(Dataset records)
______
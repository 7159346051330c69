//! HUD read model and localized strings
//!
//! Nothing here mutates the game. The browser shell turns these values into
//! DOM text; tests and the native demo read them directly.

use serde::{Deserialize, Serialize};

use crate::settings::Locale;
use crate::sim::{GameState, GameStatus, PowerUps};

/// Everything the HUD shows, taken in one read
#[derive(Debug, Clone, PartialEq, Serialize, Deserialize)]
pub struct HudSnapshot {
    /// Whole points (score accrues fractionally between frames)
    pub score: u64,
    pub high_score: u64,
    pub combo: u32,
    pub power_ups: PowerUps,
    pub status: GameStatus,
    pub claimable_points: u64,
}

impl HudSnapshot {
    pub fn from_state(state: &GameState) -> Self {
        let ledger = &state.ledger;
        Self {
            score: ledger.score.floor() as u64,
            high_score: ledger.high_score.floor() as u64,
            combo: ledger.combo,
            power_ups: ledger.power_ups,
            status: state.status,
            claimable_points: ledger.claimable_points,
        }
    }

    pub fn to_json(&self) -> String {
        serde_json::to_string(self).unwrap_or_default()
    }
}

/// Floating text shown when a near miss lands
#[derive(Debug, Clone, PartialEq)]
pub struct ComboCallout {
    pub text: String,
    /// Earned points line, e.g. "+150"
    pub points: String,
    /// CSS colour
    pub color: &'static str,
    pub font_px: u32,
}

impl ComboCallout {
    pub fn for_combo(combo: u32, points: f64) -> Self {
        let (text, color, font_px) = match combo {
            0 | 1 => ("NICE!".to_string(), "#00ff00", 64),
            2 => ("GREAT!".to_string(), "#00ffff", 72),
            3 => ("EXCELLENT!".to_string(), "#ff00ff", 80),
            n => (format!("{n}X COMBO!"), "#ff0000", 96),
        };
        Self {
            text,
            points: format!("+{}", points.floor() as u64),
            color,
            font_px,
        }
    }
}

/// Call-out animation length (ms)
pub const CALLOUT_DURATION_MS: f64 = 800.0;

/// Where and how a call-out is drawn on one frame
#[derive(Debug, Clone, Copy, PartialEq)]
pub struct CalloutFrame {
    pub alpha: f32,
    pub scale: f32,
    /// Vertical centre in playfield coordinates
    pub y: f32,
}

/// A call-out in flight: grows from half size, rises 50px and fades out
#[derive(Debug, Clone, PartialEq)]
pub struct CalloutAnimation {
    pub callout: ComboCallout,
    /// Page time the call-out appeared (ms)
    pub started_ms: f64,
}

impl CalloutAnimation {
    pub fn new(callout: ComboCallout, started_ms: f64) -> Self {
        Self {
            callout,
            started_ms,
        }
    }

    /// Frame at `now_ms`, or `None` once the animation has finished
    pub fn sample(&self, now_ms: f64, screen_height: f32) -> Option<CalloutFrame> {
        let t = (now_ms - self.started_ms) / CALLOUT_DURATION_MS;
        if !(0.0..1.0).contains(&t) {
            return None;
        }
        // Quadratic ease-out
        let eased = (1.0 - (1.0 - t) * (1.0 - t)) as f32;
        let start_y = screen_height / 2.0 - 50.0;
        Some(CalloutFrame {
            alpha: 1.0 - eased,
            scale: 0.5 + 0.7 * eased,
            y: start_y - 50.0 * eased,
        })
    }
}

/// Fixed HUD copy for one locale
#[derive(Debug, Clone, Copy, PartialEq, Eq)]
pub struct Strings {
    pub title: &'static str,
    pub controls_hint: &'static str,
    pub wallet_prompt: &'static str,
    pub connect_wallet: &'static str,
    pub claim_points: &'static str,
    pub score: &'static str,
    pub high_score: &'static str,
    pub game_over: &'static str,
    pub new_high_score: &'static str,
    pub retry: &'static str,
}

const EN: Strings = Strings {
    title: "GIWA DODGE",
    controls_hint: "Arrow Keys (← →) or Touch to Move",
    wallet_prompt: "Connect your wallet to record scores and earn points.",
    connect_wallet: "Connect Wallet",
    claim_points: "Claim Points",
    score: "Score",
    high_score: "High Score",
    game_over: "GAME OVER",
    new_high_score: "NEW HIGH SCORE!",
    retry: "Press R or tap to retry",
};

const KO: Strings = Strings {
    title: "기와 피하기",
    controls_hint: "방향키 (← →) 또는 터치로 이동",
    wallet_prompt: "지갑을 연결하여 점수를 기록하고 포인트를 획득하세요.",
    connect_wallet: "지갑 연결",
    claim_points: "포인트 받기",
    score: "점수",
    high_score: "최고 점수",
    game_over: "게임 오버",
    new_high_score: "최고 기록 달성!",
    retry: "R 키 또는 터치로 다시 시작",
};

impl Strings {
    pub fn for_locale(locale: Locale) -> &'static Strings {
        match locale {
            Locale::En => &EN,
            Locale::Ko => &KO,
        }
    }
}

/// "Score: 1234" in the given locale
pub fn score_line(locale: Locale, score: u64) -> String {
    format!("{}: {}", Strings::for_locale(locale).score, score)
}

/// "High Score: 1234" in the given locale
pub fn high_score_line(locale: Locale, high_score: u64) -> String {
    format!("{}: {}", Strings::for_locale(locale).high_score, high_score)
}

#[cfg(test)]
mod tests {
    use super::*;
    use crate::Tuning;

    #[test]
    fn test_callout_tiers() {
        let nice = ComboCallout::for_combo(1, 100.0);
        assert_eq!(nice.text, "NICE!");
        assert_eq!(nice.points, "+100");
        assert_eq!(nice.font_px, 64);

        assert_eq!(ComboCallout::for_combo(2, 150.0).color, "#00ffff");
        assert_eq!(ComboCallout::for_combo(3, 225.0).text, "EXCELLENT!");

        let big = ComboCallout::for_combo(7, 1139.06);
        assert_eq!(big.text, "7X COMBO!");
        assert_eq!(big.points, "+1139");
        assert_eq!(big.color, "#ff0000");
        assert_eq!(big.font_px, 96);
    }

    #[test]
    fn test_callout_animation_fades_and_rises() {
        let anim = CalloutAnimation::new(ComboCallout::for_combo(1, 100.0), 1000.0);

        let first = anim.sample(1000.0, 600.0).unwrap();
        assert_eq!(first.alpha, 1.0);
        assert_eq!(first.scale, 0.5);
        assert_eq!(first.y, 250.0);

        let mid = anim.sample(1400.0, 600.0).unwrap();
        assert!(mid.alpha < 1.0 && mid.alpha > 0.0);
        assert!(mid.y < 250.0 && mid.y > 200.0);

        assert!(anim.sample(1800.0, 600.0).is_none());
        assert!(anim.sample(999.0, 600.0).is_none());
    }

    #[test]
    fn test_snapshot_floors_score() {
        let mut state = GameState::new(3, Tuning::default());
        state.start_session();
        state.ledger.add_score(41.9);
        state.ledger.power_ups.shield = true;

        let hud = HudSnapshot::from_state(&state);
        assert_eq!(hud.score, 41);
        assert_eq!(hud.status, GameStatus::Playing);
        assert!(hud.power_ups.shield);
        assert!(hud.to_json().contains("\"status\":\"playing\""));
    }

    #[test]
    fn test_locales_differ() {
        assert_eq!(score_line(Locale::En, 12), "Score: 12");
        assert_eq!(score_line(Locale::Ko, 12), "점수: 12");
        assert_eq!(high_score_line(Locale::En, 900), "High Score: 900");
        assert_eq!(high_score_line(Locale::Ko, 900), "최고 점수: 900");
        assert!(Strings::for_locale(Locale::Ko).wallet_prompt.contains("지갑"));
    }
}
______
Task to carry out:
If a line in the data contains the string "format", copy it.

Answer to this problem:
            n => (format!("{n}X COMBO!"), "#ff0000", 96),
            points: format!("+{}", points.floor() as u64),
    format!("{}: {}", Strings::for_locale(locale).score, score)
    format!("{}: {}", Strings::for_locale(locale).high_score, high_score)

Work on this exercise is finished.